Le gouvernement Harper vient d'exempter une agence de surveillance ultra-secrète de son obligation de dévoiler ses états financiers trimestriels, au moment où elle bâtit un complexe de près de 1 milliard de dollars à Ottawa.

Le Centre de la sécurité des télécommunications (CST) défraie rarement la chronique, mais il joue un rôle crucial en matière de sécurité nationale. L'agence fédérale se spécialise dans l'écoute électronique et le décryptage des codes. Elle peut notamment intercepter des conversations privées entre des Canadiens et des étrangers afin de contrer d'éventuelles menaces militaires ou terroristes.

Le CST a fait partie du ministère de la Défense jusqu'en novembre dernier, lorsqu'elle est devenue une agence à part entière. Ce nouveau statut l'oblige à dévoiler en partie ses activités dans des rapports financiers, elle qui a toujours travaillé dans l'ombre.

Or, dans un décret publié il y a 10 jours, le gouvernement l'exempte de l'obligation de publier ses états financiers trimestriels.

L'opposition sourcille

Cette mesure «éliminerait le risque d'une divulgation non intentionnelle de renseignements à des étrangers sur les moyens opérationnels et les capacités du CST par la publication de résultats financiers trimestriels, ce qui protégerait la sécurité nationale», peut-on lire dans le décret.

L'agence continuera de publier des états financiers annuels. N'empêche, la décision fait sourciller les partis d'opposition.

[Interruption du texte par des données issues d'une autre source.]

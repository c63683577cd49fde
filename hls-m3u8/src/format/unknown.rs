use std::fmt::Display;

use lazy_static::lazy_static;
use regex::Regex;
use smol_str::SmolStr;

use crate::{error::TagError, format::Tag};

lazy_static! {
    static ref TAG_NAME_REGEX: Regex =
        Regex::new(r"^(#EXT[A-Za-z0-9-]*)").expect("Regular expression error");
}

/// A line kept verbatim: an unrecognized tag, a comment, a stray URI, or a
/// recognized tag that could not be read.
#[derive(Debug, Clone, Default, PartialEq)]
#[cfg_attr(feature = "serde", derive(serde::Serialize, serde::Deserialize))]
pub struct UnknownItem {
    pub line: SmolStr,
    /// Why a recognized tag ended up here, if it did
    #[cfg_attr(feature = "serde", serde(skip))]
    pub cause: Option<TagError>,
}

impl UnknownItem {
    pub fn new(line: impl Into<SmolStr>) -> Self {
        Self {
            line: line.into(),
            cause: None,
        }
    }

    pub fn with_cause(line: impl Into<SmolStr>, cause: TagError) -> Self {
        Self {
            line: line.into(),
            cause: Some(cause),
        }
    }

    /// The `#EXT...` name of the line, without the colon.
    pub fn tag_name(&self) -> Option<&str> {
        TAG_NAME_REGEX
            .captures(&self.line)
            .and_then(|x| x.get(1))
            .map(|x| x.as_str())
    }
}

impl Display for UnknownItem {
    fn fmt(&self, f: &mut std::fmt::Formatter<'_>) -> std::fmt::Result {
        write!(f, "{}", self.line)
    }
}

impl Tag for UnknownItem {}
use std::fmt::Display;

use smol_str::SmolStr;

use crate::{
    attributes::{AttributeListWriter, AttributeMap, Attributes},
    error::TagError,
    format::{Tag, directives, directives::attr},
};

const KNOWN: &[&str] = &[attr::NAME, attr::VALUE, attr::IMPORT, attr::QUERY_PARAM];

/// `#EXT-X-DEFINE`, a variable for substitution. Kept as written, no
/// substitution is performed.
#[derive(Debug, Clone, Default, PartialEq)]
#[cfg_attr(feature = "serde", derive(serde::Serialize, serde::Deserialize))]
pub struct DefineItem {
    pub name: Option<SmolStr>,
    pub value: Option<SmolStr>,
    pub import: Option<SmolStr>,
    pub query_param: Option<SmolStr>,
    pub attributes: AttributeMap,
}

impl DefineItem {
    pub fn parse(text: &str) -> Result<Self, TagError> {
        let attributes = Attributes::parse(text);

        Ok(Self {
            name: attributes.string(attr::NAME),
            value: attributes.string(attr::VALUE),
            import: attributes.string(attr::IMPORT),
            query_param: attributes.string(attr::QUERY_PARAM),
            attributes: attributes.residual(KNOWN),
        })
    }
}

impl Display for DefineItem {
    fn fmt(&self, f: &mut std::fmt::Formatter<'_>) -> std::fmt::Result {
        let mut writer = AttributeListWriter::new();
        writer
            .quoted_opt(attr::NAME, self.name.as_ref())
            .quoted_opt(attr::VALUE, self.value.as_ref())
            .quoted_opt(attr::IMPORT, self.import.as_ref())
            .quoted_opt(attr::QUERY_PARAM, self.query_param.as_ref())
            .residual(&self.attributes);

        write!(f, "{}:{}", directives::DEFINE, writer)
    }
}

impl Tag for DefineItem {}

#[cfg(test)]
mod tests {
    use super::*;

    #[test]
    fn test_define_item_parse() {
        let line = r#"#EXT-X-DEFINE:NAME="base",VALUE="https://cdn.example.com""#;
        let item = DefineItem::parse(line).unwrap();
        assert_eq!(item.name.as_deref(), Some("base"));
        assert_eq!(item.value.as_deref(), Some("https://cdn.example.com"));
        assert_eq!(item.import, None);
        assert_eq!(item.to_string(), line);

        let line = r#"#EXT-X-DEFINE:IMPORT="token""#;
        assert_eq!(DefineItem::parse(line).unwrap().to_string(), line);

        let line = r#"#EXT-X-DEFINE:QUERYPARAM="session""#;
        assert_eq!(DefineItem::parse(line).unwrap().to_string(), line);
    }
}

«Ça s'inscrit dans une tendance plus généralisée où le gouvernement semble vouloir rendre le moins de comptes possible», dénonce le critique libéral en matière de Sécurité publique, Francis Scarpaleggia.

Le député souligne que le gouvernement Harper est en voie d'abolir le poste d'inspecteur général du Service canadien du renseignement de sécurité (SCRS), l'organe chargé de surveiller cette agence d'espionnage.

Il constate aussi que le CST va cesser de publier ses états financiers trimestriels au moment même où il construit un siège social de 880 millions dans la capitale fédérale, un partenariat public-privé réalisé avec la société australienne Plenary Group.

Ce projet a été critiqué par certains employés du CST, qui craignent que la participation d'une entreprise privée dans la construction ne mette à risque des secrets d'État. La direction du CST a toujours maintenu que les entrepreneurs embauchés pour le chantier seraient scrutés à la loupe pour éviter des failles de sécurité.

Le critique néo-démocrate en matière de Défense, Jack Harris, estime que le gouvernement doit, au contraire, forcer le CST à rendre davantage de comptes aux parlementaires et aux contribuables.

«Le risque, c'est qu'il y ait des agences qui opèrent dans le secret, sans que le public sache ce qui s'y passe, que ces agences deviennent de petits empires», dit-il.

Reddition de comptes

Au bureau du ministre de la Défense, Peter MacKay, on assure que la CST continuera de rendre des comptes. En plus de publier des états financiers une fois par année, elle restera supervisée par un juge surnuméraire ou à la retraite. Ses activités continueront d'être scrutées par le commissaire à la vie privée, le vérificateur général et le commissaire de l'accès à l'information. Elle relèvera de comités parlementaires.

«Cette approche est cohérente avec l'engagement du gouvernement d'informer les contribuables canadiens de la manière dont leur argent est dépensé sans risquer la divulgation d'informations sur la capacité opérationnelle de l'agence», assure le directeur des communications du ministre, Jay Paxton.

Michel Juneau-Katsuya, ancien agent du SCRS et expert en matière de sécurité, convient qu'une agence ayant un mandat aussi sensible que la CST puisse devoir protéger certains renseignements, par exemple l'acquisition de matériel.

«Lorsqu'une organisation dite secrète publie ses rapports financiers, ça permet à des organisations étrangères offensives d'évaluer le type d'activité qu'elle fait, les achats qu'elle vient de faire, etc., dit-il. En faisant l'examen des états financiers d'une organisation, on peut en apprendre énormément sur elle lorsqu'on sait où regarder et comment regarder.»

Mais M. Juneau-Katsuya se dit préoccupé du relâchement de la surveillance des agences de renseignement sous le gouvernement Harper. Il souligne que des garde-fous comme l'inspecteur général du SCRS ont été créés précisément pour éviter des abus.

«Si l'on commence à abolir des postes comme celui de l'inspecteur général, j'ai des préoccupations, dit-il. Lorsqu'on dit qu'un organisme n'a pas besoin de présenter ses états financiers trimestriels pour des raisons de sécurité nationale, je peux comprendre dans la mesure où il y a un besoin opérationnel. Mais en même temps, il faut faire attention.»